A few years ago I watched TED talk by Peter Donnelly dealing with statistics, and in particular the prosecutor’s fallacy. You can view it here. This was a thoroughly enjoyable talk and I recommend everyone to watch it. However, it turns out that not even statisticians are immune to making this basic error, as this recent article by Bernd Beber and Alexandra Scacco about the probabilities of election fraud in Iran shows.
First, let’s review the basic idea of how to compare the probabilities of the cause of a given event, using an example similar to one in the TED talk linked above.
Imagine sitting with a positive HIV test in your hands. The doctors tell you that it’s 95% accurate. What should you do? Call your family? Write your will? This means you have a 95% chance of having HIV, right? Wrong! There are two possible explanations for the result you’re holding in your hands:
- You have HIV, and the test is correct.
- You don’t have HIV, and the test is incorrect
If we want to know the likelihood of you actually having HIV we have to compare the probabilities of these two alternatives.
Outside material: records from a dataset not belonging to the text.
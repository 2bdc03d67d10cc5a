use chrono::{Duration, NaiveDateTime};
use serde::{Deserialize, Serialize};
use thiserror::Error;

/// Rejected punch clock transitions
#[derive(Debug, Clone, Copy, PartialEq, Eq, Error)]
pub enum TimesheetError {
    #[error("already punched in")]
    AlreadyPunchedIn,

    #[error("not punched in")]
    NotPunchedIn,

    #[error("already on break")]
    AlreadyOnBreak,

    #[error("not on break")]
    NotOnBreak,
}

#[derive(Debug, Clone, Copy, Default, PartialEq, Eq, Serialize, Deserialize)]
#[serde(tag = "state", rename_all = "snake_case")]
pub enum PunchState {
    #[default]
    Idle,
    Working {
        started_at: NaiveDateTime,
    },
    OnBreak {
        started_at: NaiveDateTime,
        break_started_at: NaiveDateTime,
    },
}

/// Result of a punch-out
#[derive(Debug, Clone, Copy, PartialEq, Eq)]
pub struct ShiftSummary {
    pub started_at: NaiveDateTime,
    pub ended_at: NaiveDateTime,
    pub worked: Duration,
}

/// Punch clock of one employee for the current day.
///
/// Worked time runs from punch-in and includes breaks. After punch-out
/// it holds the total of the finished shift until the next punch-in.
/// A failed transition leaves the state as it was.
#[derive(Debug, Clone, Copy, Default, PartialEq, Eq, Serialize, Deserialize)]
pub struct PunchSession {
    state: PunchState,
    #[serde(skip)]
    last_shift: Option<ShiftSummary>,
}

impl PunchSession {
    pub fn new() -> Self {
        Self::default()
    }

    pub fn state(&self) -> PunchState {
        self.state
    }

    /// The most recent finished shift, cleared by the next punch-in.
    pub fn last_shift(&self) -> Option<ShiftSummary> {
        self.last_shift
    }

    pub fn is_punched_in(&self) -> bool {
        !matches!(self.state, PunchState::Idle)
    }

    pub fn is_on_break(&self) -> bool {
        matches!(self.state, PunchState::OnBreak { .. })
    }

    pub fn started_at(&self) -> Option<NaiveDateTime> {
        match self.state {
            PunchState::Idle => None,
            PunchState::Working { started_at } | PunchState::OnBreak { started_at, .. } => {
                Some(started_at)
            }
        }
    }

    pub fn break_started_at(&self) -> Option<NaiveDateTime> {
        match self.state {
            PunchState::OnBreak {
                break_started_at, ..
            } => Some(break_started_at),
            _ => None,
        }
    }

    pub fn punch_in(&mut self, now: NaiveDateTime) -> Result<(), TimesheetError> {
        if self.is_punched_in() {
            log::warn!("punch in rejected: already punched in");
            return Err(TimesheetError::AlreadyPunchedIn);
        }
        self.state = PunchState::Working { started_at: now };
        self.last_shift = None;
        log::debug!("punched in at {now}");
        Ok(())
    }

    /// Ends the shift from either working or break state.
    pub fn punch_out(&mut self, now: NaiveDateTime) -> Result<ShiftSummary, TimesheetError> {
        let Some(started_at) = self.started_at() else {
            log::warn!("punch out rejected: not punched in");
            return Err(TimesheetError::NotPunchedIn);
        };
        let summary = ShiftSummary {
            started_at,
            ended_at: now,
            worked: whole_minutes(now - started_at),
        };
        self.state = PunchState::Idle;
        self.last_shift = Some(summary);
        log::debug!("punched out at {now}, worked {}", format_hours(summary.worked));
        Ok(summary)
    }

    pub fn start_break(&mut self, now: NaiveDateTime) -> Result<(), TimesheetError> {
        match self.state {
            PunchState::Idle => Err(TimesheetError::NotPunchedIn),
            PunchState::OnBreak { .. } => Err(TimesheetError::AlreadyOnBreak),
            PunchState::Working { started_at } => {
                self.state = PunchState::OnBreak {
                    started_at,
                    break_started_at: now,
                };
                Ok(())
            }
        }
    }

    /// Returns the length of the finished break. The break counter resets.
    pub fn end_break(&mut self, now: NaiveDateTime) -> Result<Duration, TimesheetError> {
        match self.state {
            PunchState::Idle => Err(TimesheetError::NotPunchedIn),
            PunchState::Working { .. } => Err(TimesheetError::NotOnBreak),
            PunchState::OnBreak {
                started_at,
                break_started_at,
            } => {
                self.state = PunchState::Working { started_at };
                Ok(whole_minutes(now - break_started_at))
            }
        }
    }

    /// Starts or ends a break. Returns `true` when a break is now running.
    pub fn toggle_break(&mut self, now: NaiveDateTime) -> Result<bool, TimesheetError> {
        if self.is_on_break() {
            self.end_break(now).map(|_| false)
        } else {
            self.start_break(now).map(|_| true)
        }
    }

    /// Time since punch-in, truncated to whole minutes. When idle, the
    /// total of the last finished shift, or zero.
    pub fn worked(&self, now: NaiveDateTime) -> Duration {
        match (self.started_at(), self.last_shift) {
            (Some(start), _) => whole_minutes(now - start),
            (None, Some(shift)) => shift.worked,
            (None, None) => Duration::zero(),
        }
    }

    /// Length of the running break, zero when not on break.
    pub fn break_elapsed(&self, now: NaiveDateTime) -> Duration {
        self.break_started_at()
            .map(|start| whole_minutes(now - start))
            .unwrap_or_else(Duration::zero)
    }
}

fn whole_minutes(d: Duration) -> Duration {
    Duration::minutes(d.num_minutes().max(0))
}

/// Example: 3h 07m elapsed -> "3h 7m"
pub fn format_hours(d: Duration) -> String {
    let minutes = d.num_minutes().max(0);
    format!("{}h {}m", minutes / 60, minutes % 60)
}

#[cfg(test)]
mod tests {
    use super::*;
    use chrono::NaiveDate;

    fn at(h: u32, m: u32, s: u32) -> NaiveDateTime {
        NaiveDate::from_ymd_opt(2025, 8, 4)
            .unwrap()
            .and_hms_opt(h, m, s)
            .unwrap()
    }

    #[test]
    fn test_full_shift() {
        let mut session = PunchSession::new();
        assert!(!session.is_punched_in());

        session.punch_in(at(9, 0, 0)).unwrap();
        assert_eq!(session.started_at(), Some(at(9, 0, 0)));
        assert_eq!(session.worked(at(10, 30, 59)), Duration::minutes(90));

        assert!(session.toggle_break(at(12, 0, 0)).unwrap());
        assert!(session.is_on_break());
        assert_eq!(session.break_elapsed(at(12, 25, 10)), Duration::minutes(25));

        assert!(!session.toggle_break(at(12, 30, 0)).unwrap());
        assert_eq!(session.break_elapsed(at(12, 31, 0)), Duration::zero());

        let summary = session.punch_out(at(17, 45, 0)).unwrap();
        assert_eq!(summary.worked, Duration::minutes(8 * 60 + 45));
        assert_eq!(session.state(), PunchState::Idle);
        assert_eq!(session.last_shift(), Some(summary));
    }

    #[test]
    fn test_worked_total_kept_after_punch_out() {
        let mut session = PunchSession::new();
        assert_eq!(session.worked(at(8, 0, 0)), Duration::zero());

        session.punch_in(at(9, 0, 0)).unwrap();
        session.punch_out(at(13, 20, 30)).unwrap();
        assert_eq!(session.worked(at(18, 0, 0)), Duration::minutes(4 * 60 + 20));
        assert_eq!(format_hours(session.worked(at(23, 0, 0))), "4h 20m");

        session.punch_in(at(14, 0, 0)).unwrap();
        assert_eq!(session.last_shift(), None);
        assert_eq!(session.worked(at(14, 5, 0)), Duration::minutes(5));
    }

    #[test]
    fn test_rejected_transitions_keep_state() {
        let mut session = PunchSession::new();
        assert_eq!(session.start_break(at(9, 0, 0)), Err(TimesheetError::NotPunchedIn));
        assert_eq!(session.toggle_break(at(9, 0, 0)), Err(TimesheetError::NotPunchedIn));
        assert_eq!(session.punch_out(at(9, 0, 0)).unwrap_err(), TimesheetError::NotPunchedIn);

        session.punch_in(at(9, 0, 0)).unwrap();
        assert_eq!(session.punch_in(at(9, 5, 0)), Err(TimesheetError::AlreadyPunchedIn));
        assert_eq!(session.started_at(), Some(at(9, 0, 0)));
        assert_eq!(session.end_break(at(9, 5, 0)), Err(TimesheetError::NotOnBreak));

        session.start_break(at(10, 0, 0)).unwrap();
        assert_eq!(session.start_break(at(10, 1, 0)), Err(TimesheetError::AlreadyOnBreak));
        assert_eq!(session.break_started_at(), Some(at(10, 0, 0)));
    }

    #[test]
    fn test_punch_out_during_break() {
        let mut session = PunchSession::new();
        session.punch_in(at(9, 0, 0)).unwrap();
        session.start_break(at(11, 0, 0)).unwrap();
        let summary = session.punch_out(at(11, 10, 0)).unwrap();
        assert_eq!(summary.worked, Duration::minutes(130));
        assert!(!session.is_on_break());
    }

    #[test]
    fn test_clock_going_backwards_is_zero() {
        let mut session = PunchSession::new();
        session.punch_in(at(9, 0, 0)).unwrap();
        assert_eq!(session.worked(at(8, 59, 0)), Duration::zero());
    }

    #[test]
    fn test_format_hours() {
        assert_eq!(format_hours(Duration::zero()), "0h 0m");
        assert_eq!(format_hours(Duration::minutes(187)), "3h 7m");
        assert_eq!(format_hours(Duration::seconds(59)), "0h 0m");
    }

    #[test]
    fn test_state_wire_shape() {
        let state = PunchState::Working { started_at: at(9, 0, 0) };
        let json = serde_json::to_string(&state).unwrap();
        assert_eq!(json, r#"{"state":"working","started_at":"2025-08-04T09:00:00"}"#);
    }
}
To do this, we clearly need to know the a priori probability that you have HIV. According to this, it appears that roughly 33 million people have HIV/AIDS in the world, which means that a rough estimate of the a priori probability of a given person having HIV/AIDS is about 33 million / 6.67 billion, or 0.005. In other words, the probabilities of the two possible explanations for the data are:
- 0.005 * 0.95 = 0.00475
- (1-0.005) * (1-0.95) = 0.04975
In other words, it is roughly ten times more likely that you do not have HIV (and the test was wrong) then that you do (and the test was right). Phew! This is despite the test having a seemingly high accuracy, which demonstrates that merely looking at one half of the equation can potentially give a very incorrect understanding of the reality of the situation.
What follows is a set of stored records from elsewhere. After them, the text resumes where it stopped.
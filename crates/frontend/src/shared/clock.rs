//! Wall-clock tick for live timers.
//!
//! Each caller owns its own interval; it is cancelled when the calling
//! component's owner is disposed.

use crate::shared::date_utils::now_local;
use chrono::NaiveDateTime;
use gloo_timers::callback::Interval;
use leptos::prelude::*;

pub const TICK_MS: u32 = 1_000;

/// Signal with the local time, refreshed every second while the view lives.
pub fn use_clock_tick() -> ReadSignal<NaiveDateTime> {
    let (now, set_now) = signal(now_local());

    let interval = Interval::new(TICK_MS, move || set_now.set(now_local()));
    let interval = StoredValue::new_local(Some(interval));

    on_cleanup(move || {
        // dropping the Interval clears the JS timer
        interval.try_update_value(|slot| slot.take());
        log::debug!("clock tick stopped");
    });

    now
}
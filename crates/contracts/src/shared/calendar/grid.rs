use super::month::YearMonth;
use chrono::{Days, NaiveDate};
use serde::{Deserialize, Serialize};

/// Cells in a 6×7 month grid.
pub const GRID_CELLS: usize = 42;
pub const DAYS_PER_WEEK: usize = 7;

/// One cell of a month grid.
#[derive(Debug, Clone, Copy, PartialEq, Eq, Serialize, Deserialize)]
pub struct CalendarDay {
    pub date: NaiveDate,
    pub is_current_month: bool,
}

/// 42 calendar cells in row-major order, each row a Sunday..Saturday week.
///
/// The current-month cells cover every day of the month exactly once,
/// in ascending order; the rest are trailing days of the previous month
/// and leading days of the next one.
#[derive(Debug, Clone, PartialEq, Eq, Serialize, Deserialize)]
pub struct MonthGrid {
    month: YearMonth,
    cells: Vec<CalendarDay>,
}

impl MonthGrid {
    pub fn for_month(month: YearMonth) -> Self {
        let start = month
            .first_day()
            .checked_sub_days(Days::new(month.first_weekday_offset() as u64));
        let cells = start
            .map(|start| {
                start
                    .iter_days()
                    .take(GRID_CELLS)
                    .map(|date| CalendarDay {
                        date,
                        is_current_month: month.contains(date),
                    })
                    .collect()
            })
            .unwrap_or_default();

        Self { month, cells }
    }

    /// Month the grid was built for.
    pub fn month(&self) -> YearMonth {
        self.month
    }

    pub fn cells(&self) -> &[CalendarDay] {
        &self.cells
    }

    pub fn iter(&self) -> std::slice::Iter<'_, CalendarDay> {
        self.cells.iter()
    }

    pub fn current_month_days(&self) -> impl Iterator<Item = &CalendarDay> {
        self.cells.iter().filter(|d| d.is_current_month)
    }

    pub fn len(&self) -> usize {
        self.cells.len()
    }

    pub fn is_empty(&self) -> bool {
        self.cells.is_empty()
    }
}

impl<'a> IntoIterator for &'a MonthGrid {
    type Item = &'a CalendarDay;
    type IntoIter = std::slice::Iter<'a, CalendarDay>;

    fn into_iter(self) -> Self::IntoIter {
        self.cells.iter()
    }
}

/// Builds the 6×7 grid for the month containing `reference`.
/// The day-of-month of `reference` is ignored. Dates in the first or last
/// year of chrono's range get the grid of the nearest supported month.
pub fn build_month_grid(reference: NaiveDate) -> MonthGrid {
    MonthGrid::for_month(YearMonth::of(reference))
}
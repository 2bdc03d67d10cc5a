use crate::config::AppConfig;
use crate::layout::global_context::AppGlobalContext;
use crate::routes::routes::AppRoutes;
use leptos::prelude::*;

#[component]
pub fn App() -> impl IntoView {
    let config = AppConfig::from_location();
    log::info!(
        "starting as {} (data: {:?}, api port {})",
        config.role.code(),
        config.data_source,
        config.port
    );

    // Provide the AppGlobalContext store to the whole app via context.
    provide_context(AppGlobalContext::new(config));

    view! {
        <AppRoutes />
    }
}
pub mod d100_employee;

pub use d100_employee::ui::EmployeeDashboard;
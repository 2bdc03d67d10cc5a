use crate::config::AppConfig;
use contracts::system::roles::NavItem;
use leptos::prelude::Effect;
use leptos::prelude::*;
use serde::Deserialize;
use web_sys::window;

#[derive(Debug, Default, Deserialize)]
struct PageQuery {
    #[serde(default)]
    page: Option<String>,
}

#[derive(Clone, Copy)]
pub struct AppGlobalContext {
    pub active: RwSignal<NavItem>,
    pub left_open: RwSignal<bool>,
    pub config: AppConfig,
}

impl AppGlobalContext {
    /// Opens on the first page the role may see.
    pub fn new(config: AppConfig) -> Self {
        Self {
            active: RwSignal::new(config.role.landing_page()),
            left_open: RwSignal::new(true),
            config,
        }
    }

    /// Restores the active page from `?page=` and keeps it in the URL.
    pub fn init_router_integration(&self) {
        let search = window()
            .and_then(|w| w.location().search().ok())
            .unwrap_or_default();
        let params: PageQuery = serde_qs::from_str(search.trim_start_matches('?')).unwrap_or_default();
        if let Some(item) = params.page.as_deref().and_then(NavItem::from_code) {
            self.open(item);
        }

        let this = *self;
        Effect::new(move |_| {
            let active = this.active.get();
            let Some(w) = window() else {
                return;
            };
            let current = w.location().search().unwrap_or_default();
            let mut query: std::collections::BTreeMap<String, String> =
                serde_qs::from_str(current.trim_start_matches('?')).unwrap_or_default();
            query.insert("page".to_string(), active.code().to_string());
            let new_url = format!("?{}", serde_qs::to_string(&query).unwrap_or_default());

            // Only update URL if it actually changed
            if current != new_url {
                if let Ok(history) = w.history() {
                    let _ = history.replace_state_with_url(
                        &wasm_bindgen::JsValue::NULL,
                        "",
                        Some(&new_url),
                    );
                }
            }
        });
    }

    /// Switches the content area; pages outside the role are ignored.
    pub fn open(&self, item: NavItem) {
        if !self.config.role.can_open(item) {
            log::warn!(
                "page '{}' is not available to {}",
                item.code(),
                self.config.role.code()
            );
            return;
        }
        log::debug!("open page '{}'", item.code());
        self.active.set(item);
    }

    pub fn toggle_left(&self) {
        self.left_open.update(|val| *val = !*val);
    }
}
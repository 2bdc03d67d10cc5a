pub mod a001_attendance;
pub mod a002_timesheet;
pub mod a003_task;
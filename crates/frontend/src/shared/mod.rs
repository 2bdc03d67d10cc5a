pub mod api_utils;
pub mod clock;
pub mod components;
pub mod date_utils;
pub mod export;
pub mod icons;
So how does all this relate to that article about the Iranian election? Well, the two PhD students who wrote the article claim:
The probability that a fair election would produce both too few non-adjacent digits and the suspicious deviations in last-digit frequencies described earlier is less than .005. In other words, a bet that the numbers are clean is a one in two-hundred long shot.
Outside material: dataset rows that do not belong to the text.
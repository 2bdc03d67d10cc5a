use leptos::prelude::*;

/// Inline SVG icon by name; unknown names render a clock.
pub fn icon(name: &str) -> AnyView {
    match name {
        "dashboard" => view! {
            <svg width="20" height="20" viewBox="0 0 24 24" fill="none" stroke="currentColor" stroke-width="2" stroke-linecap="round" stroke-linejoin="round" aria-hidden="true">
                <rect x="3" y="3" width="7" height="9" rx="1"/>
                <rect x="14" y="3" width="7" height="5" rx="1"/>
                <rect x="14" y="12" width="7" height="9" rx="1"/>
                <rect x="3" y="16" width="7" height="5" rx="1"/>
            </svg>
        }.into_any(),
        "calendar" => view! {
            <svg width="20" height="20" viewBox="0 0 24 24" fill="none" stroke="currentColor" stroke-width="2" stroke-linecap="round" stroke-linejoin="round" aria-hidden="true">
                <rect x="3" y="4" width="18" height="18" rx="2"/>
                <path d="M16 2v4"/>
                <path d="M8 2v4"/>
                <path d="M3 10h18"/>
            </svg>
        }.into_any(),
        "user" => view! {
            <svg width="20" height="20" viewBox="0 0 24 24" fill="none" stroke="currentColor" stroke-width="2" stroke-linecap="round" stroke-linejoin="round" aria-hidden="true">
                <path d="M20 21v-2a4 4 0 0 0-4-4H8a4 4 0 0 0-4 4v2"/>
                <circle cx="12" cy="7" r="4"/>
            </svg>
        }.into_any(),
        "bar-chart" => view! {
            <svg width="16" height="16" viewBox="0 0 24 24" fill="none" stroke="currentColor" stroke-width="2" stroke-linecap="round" stroke-linejoin="round" aria-hidden="true">
                <path d="M3 3v18h18"/>
                <path d="M18 17V9"/>
                <path d="M13 17V5"/>
                <path d="M8 17v-3"/>
            </svg>
        }.into_any(),
        "coffee" => view! {
            <svg width="16" height="16" viewBox="0 0 24 24" fill="none" stroke="currentColor" stroke-width="2" stroke-linecap="round" stroke-linejoin="round" aria-hidden="true">
                <path d="M17 8h1a4 4 0 1 1 0 8h-1"/>
                <path d="M3 8h14v9a4 4 0 0 1-4 4H7a4 4 0 0 1-4-4z"/>
                <path d="M6 2v2"/>
                <path d="M10 2v2"/>
                <path d="M14 2v2"/>
            </svg>
        }.into_any(),
        "log-out" => view! {
            <svg width="16" height="16" viewBox="0 0 24 24" fill="none" stroke="currentColor" stroke-width="2" stroke-linecap="round" stroke-linejoin="round" aria-hidden="true">
                <path d="M9 21H5a2 2 0 0 1-2-2V5a2 2 0 0 1 2-2h4"/>
                <polyline points="16 17 21 12 16 7"/>
                <path d="M21 12H9"/>
            </svg>
        }.into_any(),
        "download" => view! {
            <svg width="16" height="16" viewBox="0 0 24 24" fill="none" stroke="currentColor" stroke-width="2" stroke-linecap="round" stroke-linejoin="round" aria-hidden="true">
                <path d="M21 15v4a2 2 0 0 1-2 2H5a2 2 0 0 1-2-2v-4"/>
                <polyline points="7 10 12 15 17 10"/>
                <path d="M12 15V3"/>
            </svg>
        }.into_any(),
        "search" => view! {
            <svg width="16" height="16" viewBox="0 0 24 24" fill="none" stroke="currentColor" stroke-width="2" stroke-linecap="round" stroke-linejoin="round" aria-hidden="true">
                <circle cx="11" cy="11" r="8"/>
                <path d="m21 21-4.3-4.3"/>
            </svg>
        }.into_any(),
        "list" => view! {
            <svg width="16" height="16" viewBox="0 0 24 24" fill="none" stroke="currentColor" stroke-width="2" stroke-linecap="round" stroke-linejoin="round" aria-hidden="true">
                <path d="M8 6h13"/>
                <path d="M8 12h13"/>
                <path d="M8 18h13"/>
                <path d="M3 6h.01"/>
                <path d="M3 12h.01"/>
                <path d="M3 18h.01"/>
            </svg>
        }.into_any(),
        "grid" => view! {
            <svg width="16" height="16" viewBox="0 0 24 24" fill="none" stroke="currentColor" stroke-width="2" stroke-linecap="round" stroke-linejoin="round" aria-hidden="true">
                <rect x="3" y="3" width="7" height="7" rx="1"/>
                <rect x="14" y="3" width="7" height="7" rx="1"/>
                <rect x="14" y="14" width="7" height="7" rx="1"/>
                <rect x="3" y="14" width="7" height="7" rx="1"/>
            </svg>
        }.into_any(),
        "refresh" => view! {
            <svg width="16" height="16" viewBox="0 0 24 24" fill="none" stroke="currentColor" stroke-width="2" stroke-linecap="round" stroke-linejoin="round" aria-hidden="true">
                <path d="M21 12a9 9 0 1 1-3-6.7L21 8"/>
                <path d="M21 3v5h-5"/>
            </svg>
        }.into_any(),
        "chevron-left" => view! {
            <svg width="16" height="16" viewBox="0 0 24 24" fill="none" stroke="currentColor" stroke-width="2" stroke-linecap="round" stroke-linejoin="round" aria-hidden="true">
                <polyline points="15 18 9 12 15 6"/>
            </svg>
        }.into_any(),
        "chevron-right" => view! {
            <svg width="16" height="16" viewBox="0 0 24 24" fill="none" stroke="currentColor" stroke-width="2" stroke-linecap="round" stroke-linejoin="round" aria-hidden="true">
                <polyline points="9 18 15 12 9 6"/>
            </svg>
        }.into_any(),
        "plus" => view! {
            <svg width="16" height="16" viewBox="0 0 24 24" fill="none" stroke="currentColor" stroke-width="2" stroke-linecap="round" stroke-linejoin="round" aria-hidden="true">
                <path d="M12 5v14"/>
                <path d="M5 12h14"/>
            </svg>
        }.into_any(),
        _ => view! {
            <svg width="16" height="16" viewBox="0 0 24 24" fill="none" stroke="currentColor" stroke-width="2" stroke-linecap="round" stroke-linejoin="round" aria-hidden="true">
                <circle cx="12" cy="12" r="10"/>
                <path d="M12 6v6l4 2"/>
            </svg>
        }.into_any(),
    }
}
You should already see what’s wrong with this. The data they have show the a priori probability of ending up with the election results they got assuming a fair election, but this is clearly not the same as the probability that the election was fair! In order to know what the probability is of the election being tampered with we again have to compare the two alternative explanations:
- The election was tampered with
- The election was fair, and the results just happened to end up that way by random chance
In order to compare these two we need to know what the probability of election tampering is. Unfortunately, I have no idea, and neither do the authors of that article. It’s a tricky thing to estimate, especially since all major elections probably have tampering on at least some minor (insignificant) level, and to get better data we’d have to take regional variability into account and so on. Let’s just for the sake of argument work it out with an example number. This is a maths point, not a political point, so it doesn’t really matter. Let’s assume, for the sake of argument, that 99% of elections are fair (for some definition of “fair”). This means that the probabilities of the two alternatives are:
- 1-0.99 = 0.01
- 0.99 * 0.005 = 0.00495
In other words, given this made up and completely bogus example data, it would be about twice as likely that the election results were caused by tampering as random chance, or about 67% chance of election tampering. A far cry from 99.5%! Again, let me stress that this was just example data to make my point about the dangers of of the prosecutor’s fallacy, I’m not trying to produce any actual valid data here!
I should also point out that I have no stake in the Iranian elections, I’m making a point about shoddy statistics, not about politics, and we can’t just accept sloppy reasoning because the conclusion suits our politics now can we?
In closing, let me again point you to the TED talk I mentioned above. It’s well worth your time.
I came across this revised version of the article, where they point out in a footnote:
The last sentence should read: "In other words, a bet that a clean election would produce these
numbers is a one in two-hundred long shot." Thanks to the many readers who alerted us to this
There are two things to say about this. First, it doesn’t really impact the point of my blog post, which is that the data they presented say nothing about the probability of the Iranian elections being tampered with, and the argument they (originally) presented was an example of the Prosecutor’s fallacy. Second, their revised article appears to suggest that this was merely a poorly worded sentence and that they didn’t intend to argue that the probability of the Iranian elections being “clean” is 0.005. But this means they intentionally posted effectively half of an equation without making any mention that their results are essentially meaningless without more data to compare it with. I’m not sure this explanation puts the authors in a better light.